相次ぐ住宅再編は「冬の時代」の到来
住宅業界に再編風が吹き込んでいる。トヨタ自動車グループの住宅事業会社、トヨタホームは1月、老舗住宅大手のミサワホームへの出資比率を引き上げ、子会社とした。これに続き、パナソニックは連結住宅事業子会社のパナホームを8月に完全子会社化する。
国内住宅市場は大量の「空き家」問題が顕在化するなど長期的に先細りが避けられない。半面、大手10社によるシェアは1割程度に過ぎず、市場参加者が過剰な「レッドオーシャン」状態にある。相次ぐ再編は、縮む市場と淘汰が避けられない「冬の時代」の先取りといえそうだ。

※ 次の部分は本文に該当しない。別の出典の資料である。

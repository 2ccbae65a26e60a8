//! End-to-end tests for the Olla turn pipeline.
//!
//! These run a full agent over the real built-in tools, with a scripted
//! backend standing in for Ollama.

use std::sync::{Arc, Mutex};

use olla_agent::Agent;
use olla_core::error::ProviderError;
use olla_core::event::{DomainEvent, EventBus};
use olla_core::message::{ChatMessage, Role};
use olla_core::provider::{Provider, ProviderRequest};
use olla_memory::MemoryBudget;
use olla_tools::default_registry;

// ── Mock Provider ────────────────────────────────────────────────────────

/// A backend that returns scripted replies in sequence.
struct ScriptedProvider {
    responses: Mutex<Vec<String>>,
    requests: Mutex<Vec<ProviderRequest>>,
}

impl ScriptedProvider {
    fn new(responses: &[&str]) -> Arc<Self> {
        Arc::new(Self {
            responses: Mutex::new(responses.iter().map(|r| r.to_string()).collect()),
            requests: Mutex::new(Vec::new()),
        })
    }

    fn calls(&self) -> usize {
        self.requests.lock().unwrap().len()
    }

    fn last_request(&self) -> ProviderRequest {
        self.requests.lock().unwrap().last().cloned().unwrap()
    }
}

#[async_trait::async_trait]
impl Provider for ScriptedProvider {
    fn name(&self) -> &str {
        "e2e_mock"
    }

    async fn complete(&self, request: ProviderRequest) -> Result<String, ProviderError> {
        let mut requests = self.requests.lock().unwrap();
        let responses = self.responses.lock().unwrap();
        if requests.len() >= responses.len() {
            panic!(
                "ScriptedProvider exhausted: call #{}, have {}",
                requests.len(),
                responses.len()
            );
        }
        let reply = responses[requests.len()].clone();
        requests.push(request);
        Ok(reply)
    }
}

fn agent_with(provider: Arc<ScriptedProvider>) -> Agent {
    let tools = Arc::new(default_registry().unwrap());
    Agent::builder(provider, tools).build()
}

// ── E2E: turns without tools ─────────────────────────────────────────────

#[tokio::test]
async fn e2e_plain_answer() {
    let provider = ScriptedProvider::new(&["The capital of France is Paris."]);
    let mut agent = agent_with(provider.clone());

    let reply = agent.process_user_input("What is the capital of France?").await.unwrap();

    assert_eq!(reply, "The capital of France is Paris.");
    assert_eq!(provider.calls(), 1);
    let roles: Vec<Role> = agent.history().iter().map(|m| m.role).collect();
    assert_eq!(roles, vec![Role::System, Role::User, Role::Assistant]);
}

#[tokio::test]
async fn e2e_default_prompt_advertises_builtin_tools() {
    let provider = ScriptedProvider::new(&["hi"]);
    let mut agent = agent_with(provider.clone());
    agent.process_user_input("hello").await.unwrap();

    let request = provider.last_request();
    let prompt = request.system_prompt.unwrap();
    for name in ["search", "weather", "time", "write_file", "read_file", "calculate"] {
        assert!(prompt.contains(&format!("- {name}: ")), "prompt should list {name}");
    }
    assert_eq!(request.messages[0].content, prompt);
}

// ── E2E: tool turns ──────────────────────────────────────────────────────

#[tokio::test]
async fn e2e_calculator_tool_invocation() {
    let provider = ScriptedProvider::new(&[
        r#"I will compute this. {"tool": "calculate", "parameters": {"expression": "2+2"}}"#,
        "2 + 2 equals 4.",
    ]);
    let mut agent = agent_with(provider.clone());

    let reply = agent.process_user_input("What is 2+2?").await.unwrap();

    assert_eq!(reply, "2 + 2 equals 4.");
    assert_eq!(provider.calls(), 2);

    let history = agent.history();
    let n = history.len();
    assert_eq!(history[n - 3], ChatMessage::new(Role::Assistant, "I will compute this. "));
    assert_eq!(
        history[n - 2],
        ChatMessage::new(Role::System, "Tool 'calculate' output: Result: 4")
    );
    assert_eq!(history[n - 1], ChatMessage::new(Role::Assistant, "2 + 2 equals 4."));
}

#[tokio::test]
async fn e2e_file_round_trip_through_tools() {
    let dir = tempfile::tempdir().unwrap();
    let path = dir.path().join("note.txt");
    let name = path.to_str().unwrap().replace('\\', "/");

    let write_call = format!(
        r#"{{"tool":"write_file","parameters":{{"content":"remember the milk","filename":"{name}"}}}}"#
    );
    let read_call = format!(r#"{{"tool":"read_file","parameters":{{"filename":"{name}"}}}}"#);
    let provider = ScriptedProvider::new(&[
        write_call.as_str(),
        "Saved.",
        read_call.as_str(),
        "It says: remember the milk",
    ]);
    let mut agent = agent_with(provider.clone());

    agent.process_user_input("save a note").await.unwrap();
    assert_eq!(std::fs::read_to_string(&path).unwrap(), "remember the milk");

    agent.process_user_input("what did I save?").await.unwrap();
    let history = agent.history();
    assert_eq!(
        history[history.len() - 2].content,
        "Tool 'read_file' output: remember the milk"
    );
}

#[tokio::test]
async fn e2e_unknown_tool_does_not_abort_turn() {
    let provider = ScriptedProvider::new(&[
        r#"{"tool":"stock_price","parameters":{"ticker":"ACME"}}"#,
        "I don't have a stock tool.",
    ]);
    let mut agent = agent_with(provider);

    let reply = agent.process_user_input("ACME price?").await.unwrap();
    assert_eq!(reply, "I don't have a stock tool.");
    assert!(agent.transcript().contains("SYSTEM: Tool 'stock_price' output: Unknown tool: stock_price"));
}

#[tokio::test]
async fn e2e_verbose_events_report_tool_usage() {
    let provider = ScriptedProvider::new(&[
        r#"{"tool":"time","parameters":{"timezone":"Nowhere/Land"}}"#,
        "That timezone doesn't exist.",
    ]);
    let bus = Arc::new(EventBus::default());
    let mut events = bus.subscribe();
    let mut agent = Agent::builder(provider, Arc::new(default_registry().unwrap()))
        .verbose(true)
        .event_bus(bus)
        .build();

    agent.process_user_input("time in Nowhere?").await.unwrap();

    let mut used = Vec::new();
    while let Ok(event) = events.try_recv() {
        if let DomainEvent::ToolExecuted { tool_name, output, success, .. } = event.as_ref() {
            used.push((tool_name.clone(), output.clone(), *success));
        }
    }
    assert_eq!(
        used,
        vec![(
            "time".to_string(),
            "Unknown timezone: Nowhere/Land. Please use a valid timezone name.".to_string(),
            true
        )]
    );
}

// ── E2E: session lifecycle ───────────────────────────────────────────────

#[tokio::test]
async fn e2e_reset_then_continue() {
    let provider = ScriptedProvider::new(&["first", "second"]);
    let mut agent = agent_with(provider.clone());

    agent.process_user_input("one").await.unwrap();
    agent.reset();
    assert_eq!(agent.history().len(), 1);
    assert_eq!(agent.history()[0].role, Role::System);

    agent.process_user_input("two").await.unwrap();
    let request = provider.last_request();
    assert_eq!(request.messages.len(), 2);
    assert_eq!(request.messages[1].content, "two");
}

#[tokio::test]
async fn e2e_long_session_stays_within_budget() {
    let answers: Vec<String> = (0..30).map(|i| format!("answer number {i} with a few extra words")).collect();
    let answer_refs: Vec<&str> = answers.iter().map(String::as_str).collect();
    let provider = ScriptedProvider::new(&answer_refs);

    let mut agent = Agent::builder(provider.clone(), Arc::new(default_registry().unwrap()))
        .system_prompt(Some("Be brief.".into()))
        .memory_budget(MemoryBudget::new(60))
        .build();

    for i in 0..30 {
        agent.process_user_input(&format!("question {i} about something")).await.unwrap();
        assert!(agent.memory().size_units() <= 60.0 || agent.memory().len() == 3);
    }

    let history = agent.history();
    assert_eq!(history.last().unwrap().content, "answer number 29 with a few extra words");
    // The system prompt was evicted, but every request still carries it.
    assert_ne!(history[0].role, Role::System);
    assert_eq!(provider.last_request().system_prompt.as_deref(), Some("Be brief."));
}
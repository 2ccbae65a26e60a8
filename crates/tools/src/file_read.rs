//! File read tool.

use async_trait::async_trait;
use olla_core::error::ToolError;
use olla_core::tool::{Tool, ToolParams, required_param};

pub struct FileReadTool;

#[async_trait]
impl Tool for FileReadTool {
    fn name(&self) -> &str {
        "read_file"
    }

    fn description(&self) -> &str {
        "Read content from a file"
    }

    async fn invoke(&self, params: &ToolParams) -> Result<String, ToolError> {
        let filename = required_param(params, "filename")?;

        if !tokio::fs::try_exists(filename).await.unwrap_or(false) {
            return Ok(format!("File not found: {filename}"));
        }

        let content = tokio::fs::read_to_string(filename)
            .await
            .map_err(|e| ToolError::ExecutionFailed(format!("Error reading file: {e}")))?;
        Ok(content)
    }
}
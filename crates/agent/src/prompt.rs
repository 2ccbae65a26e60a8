//! The default system prompt, built from the tool catalog.

use olla_core::tool::ToolRegistry;

/// Render the system prompt advertising every registered tool.
pub fn default_system_prompt(tools: &ToolRegistry) -> String {
    let catalog = tools
        .describe_all()
        .iter()
        .map(|d| format!("- {d}"))
        .collect::<Vec<_>>()
        .join("\n");

    format!(
        "You are a helpful AI assistant that can use tools to assist the user.\n\
         \n\
         AVAILABLE TOOLS:\n\
         {catalog}\n\
         \n\
         To use a tool, respond with a JSON object in the following format: \
         {{\"tool\":\"tool_name\",\"parameters\":{{\"param1\":\"value1\",\"param2\":\"value2\"}}}}\n\
         \n\
         If you don't need to use a tool, just respond normally.\n\
         If a user requests something that would be better handled by a tool, use the appropriate tool.\n\
         Always provide thoughtful, helpful responses and prioritize solving the user's problem."
    )
}
//! Tool trait: the abstraction over agent capabilities.
//!
//! Tools are what give the agent the ability to act: do arithmetic, look up
//! the time, read and write files, etc. A tool is a named function from a
//! flat string-keyed parameter map to text.

use async_trait::async_trait;
use serde::{Deserialize, Serialize};
use std::collections::HashMap;
use tracing::{debug, warn};
use crate::error::ToolError;

/// Parameters of a tool invocation: string keys to string values.
pub type ToolParams = HashMap<String, String>;

/// The observable outcome of [`ToolRegistry::execute`].
///
/// `output` is always present; failures are rendered as text so they can be
/// fed back to the model.
#[derive(Debug, Clone, PartialEq, Eq, Serialize, Deserialize)]
pub struct ToolResult {
    /// Whether the tool was found and executed successfully
    pub success: bool,

    /// The output content (or the rendered error)
    pub output: String,
}

/// A `name: description` pair advertised in the system prompt.
#[derive(Debug, Clone, PartialEq, Eq, Serialize, Deserialize)]
pub struct ToolDescription {
    pub name: String,
    pub description: String,
}

impl std::fmt::Display for ToolDescription {
    fn fmt(&self, f: &mut std::fmt::Formatter<'_>) -> std::fmt::Result {
        write!(f, "{}: {}", self.name, self.description)
    }
}

/// The core Tool trait.
///
/// Each tool (calculate, time, read_file, ...) implements this trait and is
/// registered once in a [`ToolRegistry`] when the agent is built.
#[async_trait]
pub trait Tool: Send + Sync {
    /// The unique name of this tool (e.g., "calculate").
    fn name(&self) -> &str;

    /// A description of what this tool does (sent to the model).
    fn description(&self) -> &str;

    /// Run the tool. Any error is converted to text by the registry.
    async fn invoke(&self, params: &ToolParams) -> std::result::Result<String, ToolError>;
}

/// Fetch a required parameter or fail with `InvalidArguments`.
pub fn required_param<'a>(params: &'a ToolParams, key: &str) -> std::result::Result<&'a str, ToolError> {
    params
        .get(key)
        .map(String::as_str)
        .ok_or_else(|| ToolError::InvalidArguments(format!("missing required parameter '{key}'")))
}

/// An ordered registry of available tools.
///
/// The agent uses this to:
/// 1. Describe the tools in its system prompt, in registration order
/// 2. Look up and execute tools when the model requests them
pub struct ToolRegistry {
    tools: Vec<Box<dyn Tool>>,
    index: HashMap<String, usize>,
}

impl ToolRegistry {
    pub fn new() -> Self {
        Self {
            tools: Vec::new(),
            index: HashMap::new(),
        }
    }

    /// Build a registry from an ordered list of tools, rejecting duplicate names.
    pub fn from_tools(
        tools: impl IntoIterator<Item = Box<dyn Tool>>,
    ) -> std::result::Result<Self, ToolError> {
        let mut registry = Self::new();
        for tool in tools {
            registry.register(tool)?;
        }
        Ok(registry)
    }

    /// Register a tool. A name that is already taken is an error.
    pub fn register(&mut self, tool: Box<dyn Tool>) -> std::result::Result<(), ToolError> {
        let name = tool.name().to_string();
        if self.index.contains_key(&name) {
            return Err(ToolError::DuplicateName(name));
        }
        self.index.insert(name, self.tools.len());
        self.tools.push(tool);
        Ok(())
    }

    /// Get a tool by name.
    pub fn get(&self, name: &str) -> Option<&dyn Tool> {
        self.index.get(name).map(|&i| self.tools[i].as_ref())
    }

    /// All `name: description` pairs, in registration order.
    pub fn describe_all(&self) -> Vec<ToolDescription> {
        self.tools
            .iter()
            .map(|t| ToolDescription {
                name: t.name().to_string(),
                description: t.description().to_string(),
            })
            .collect()
    }

    /// Execute a tool by exact name. Never fails: a missing tool or a tool
    /// error becomes the textual output of an unsuccessful result.
    pub async fn execute(&self, name: &str, params: &ToolParams) -> ToolResult {
        let Some(tool) = self.get(name) else {
            warn!(tool = %name, "Requested tool is not registered");
            return ToolResult {
                success: false,
                output: format!("Unknown tool: {name}"),
            };
        };

        match tool.invoke(params).await {
            Ok(output) => {
                debug!(tool = %name, bytes = output.len(), "Tool executed");
                ToolResult {
                    success: true,
                    output,
                }
            }
            Err(e) => {
                warn!(tool = %name, error = %e, "Tool execution failed");
                ToolResult {
                    success: false,
                    output: format!("Error executing tool '{name}': {e}"),
                }
            }
        }
    }

    /// List all registered tool names, in registration order.
    pub fn names(&self) -> Vec<&str> {
        self.tools.iter().map(|t| t.name()).collect()
    }

    pub fn len(&self) -> usize {
        self.tools.len()
    }

    pub fn is_empty(&self) -> bool {
        self.tools.is_empty()
    }
}

impl Default for ToolRegistry {
    fn default() -> Self {
        Self::new()
    }
}
//! Error types for the Olla domain.
//!
//! Uses `thiserror` for ergonomic error definitions.
//!
//! Only [`ProviderError`] ever crosses a turn boundary as a hard failure.
//! [`ToolError`] values are turned into conversational text by the
//! [`ToolRegistry`](crate::tool::ToolRegistry) before the agent sees them.

use thiserror::Error;

/// The top-level error type for all Olla operations.
#[derive(Debug, Error)]
pub enum Error {
    // --- Provider errors ---
    #[error("Provider error: {0}")]
    Provider(#[from] ProviderError),
}

/// Result type alias using our Error.
pub type Result<T> = std::result::Result<T, Error>;

// --- Bounded context errors ---

/// A generation call failed. Fatal to the current turn, never retried.
#[derive(Debug, Clone, Error)]
pub enum ProviderError {
    #[error("API request failed: {message} (status: {status_code})")]
    ApiError { status_code: u16, message: String },

    #[error("Model not found: {0}")]
    ModelNotFound(String),

    #[error("Request timed out: {0}")]
    Timeout(String),

    #[error("Network error: {0}")]
    Network(String),

    #[error("Invalid response from backend: {0}")]
    InvalidResponse(String),

    #[error("Provider not configured: {0}")]
    NotConfigured(String),
}

#[derive(Debug, Error)]
pub enum ToolError {
    #[error("Duplicate tool name: {0}")]
    DuplicateName(String),

    #[error("{0}")]
    ExecutionFailed(String),

    #[error("Invalid tool arguments: {0}")]
    InvalidArguments(String),
}

impl From<std::io::Error> for ToolError {
    fn from(e: std::io::Error) -> Self {
        ToolError::ExecutionFailed(e.to_string())
    }
}
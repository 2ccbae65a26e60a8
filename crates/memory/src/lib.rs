//! Conversational memory for Olla.
//!
//! A [`Memory`] is the ordered message log of one session. It keeps a
//! running, approximate token count and evicts the oldest messages once the
//! count exceeds its budget, never dropping below [`MIN_RETAINED`] messages.

pub mod conversation;
pub mod token;

pub use conversation::{MIN_RETAINED, Memory};
pub use token::{DEFAULT_MAX_TOKENS, MemoryBudget, TOKEN_FACTOR, word_count};
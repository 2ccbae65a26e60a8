//! Detection of an embedded tool invocation in generated text.
//!
//! The model requests a tool by writing a JSON object of the form
//! `{"tool": "<name>", "parameters": {"<key>": "<value>", ...}}` anywhere in
//! its reply. Only the first such object is honored, and `parameters` may not
//! contain nested braces.

use olla_core::tool::ToolParams;
use regex_lite::Regex;
use serde::Deserialize;
use std::ops::Range;
use std::sync::LazyLock;
use tracing::debug;

const TOOL_CALL_PATTERN: &str =
    r#"\{\s*"tool"\s*:\s*"([^"]+)"\s*,\s*"parameters"\s*:\s*\{([^}]+)\}\s*\}"#;

static TOOL_CALL_RE: LazyLock<Option<Regex>> = LazyLock::new(|| Regex::new(TOOL_CALL_PATTERN).ok());

/// A tool invocation found in model output.
#[derive(Debug, Clone, PartialEq, Eq)]
pub struct ToolCall {
    pub tool_name: String,
    pub parameters: ToolParams,
    /// Byte range of the invocation in the source text.
    pub span: Range<usize>,
}

/// Result of scanning one reply.
#[derive(Debug, Clone, PartialEq, Eq)]
pub struct ParsedReply {
    pub tool_call: Option<ToolCall>,
    /// The reply with the invocation cut out, or the reply unchanged.
    pub residual: String,
}

#[derive(Deserialize)]
struct RawToolCall {
    tool: String,
    parameters: serde_json::Map<String, serde_json::Value>,
}

/// Find the first tool invocation in `text`.
pub fn parse(text: &str) -> ParsedReply {
    match find_tool_call(text) {
        Some(call) => {
            let mut residual = String::with_capacity(text.len() - call.span.len());
            residual.push_str(&text[..call.span.start]);
            residual.push_str(&text[call.span.end..]);
            ParsedReply {
                tool_call: Some(call),
                residual,
            }
        }
        None => ParsedReply {
            tool_call: None,
            residual: text.to_string(),
        },
    }
}

fn find_tool_call(text: &str) -> Option<ToolCall> {
    let re = TOOL_CALL_RE.as_ref()?;
    let found = re.find(text)?;

    let raw: RawToolCall = match serde_json::from_str(found.as_str()) {
        Ok(raw) => raw,
        Err(e) => {
            debug!(error = %e, "Tool call shape matched but JSON is malformed");
            return None;
        }
    };

    let mut parameters = ToolParams::with_capacity(raw.parameters.len());
    for (key, value) in raw.parameters {
        let value = match value {
            serde_json::Value::String(s) => s,
            serde_json::Value::Number(n) => n.to_string(),
            serde_json::Value::Bool(b) => b.to_string(),
            other => {
                debug!(key = %key, value = %other, "Unsupported tool parameter value");
                return None;
            }
        };
        parameters.insert(key, value);
    }

    Some(ToolCall {
        tool_name: raw.tool,
        parameters,
        span: found.range(),
    })
}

トヨタホームはミサワの子会社化に当たり、約110億円を投じて株式公開買い付け(TOB)と第三者割当増資を実施し、持ち株比率を51%に引き上げた。ミサワは経営危機から産業再生機構の支援を受けた後、2005年にトヨタ自動車グループが資本参加し、直近でトヨタホームが27.8%の株式を持つ筆頭株主となっていた。この間、資材調達や人材交流での協力はあったにしろ、業界内では「目立ったシナジー効果は引き出せていない」との評が専らだった。
資本参加から10年以上を経て子会社化に踏み切った理由は、市場が縮む将来への“備え”の色合いが濃い。ミサワが子会社化に際し、国内の住宅市場は今後縮小が避けられず、「各社の統合もいずれは避けられない」と開示したコメントが、それを端的に物語った。トヨタにとって住宅事業は、創業家の家訓「一代一業」に則り、豊田章一郎名誉会長がほぼ40年前に立ち上げた事業だけに一歩も引くことはできない。その意味で、トヨタの住宅事業を集約したトヨタホームは、ミサワとの協業化を一段と加速し、盤石な事業基盤を築くねらいがにじみ出る。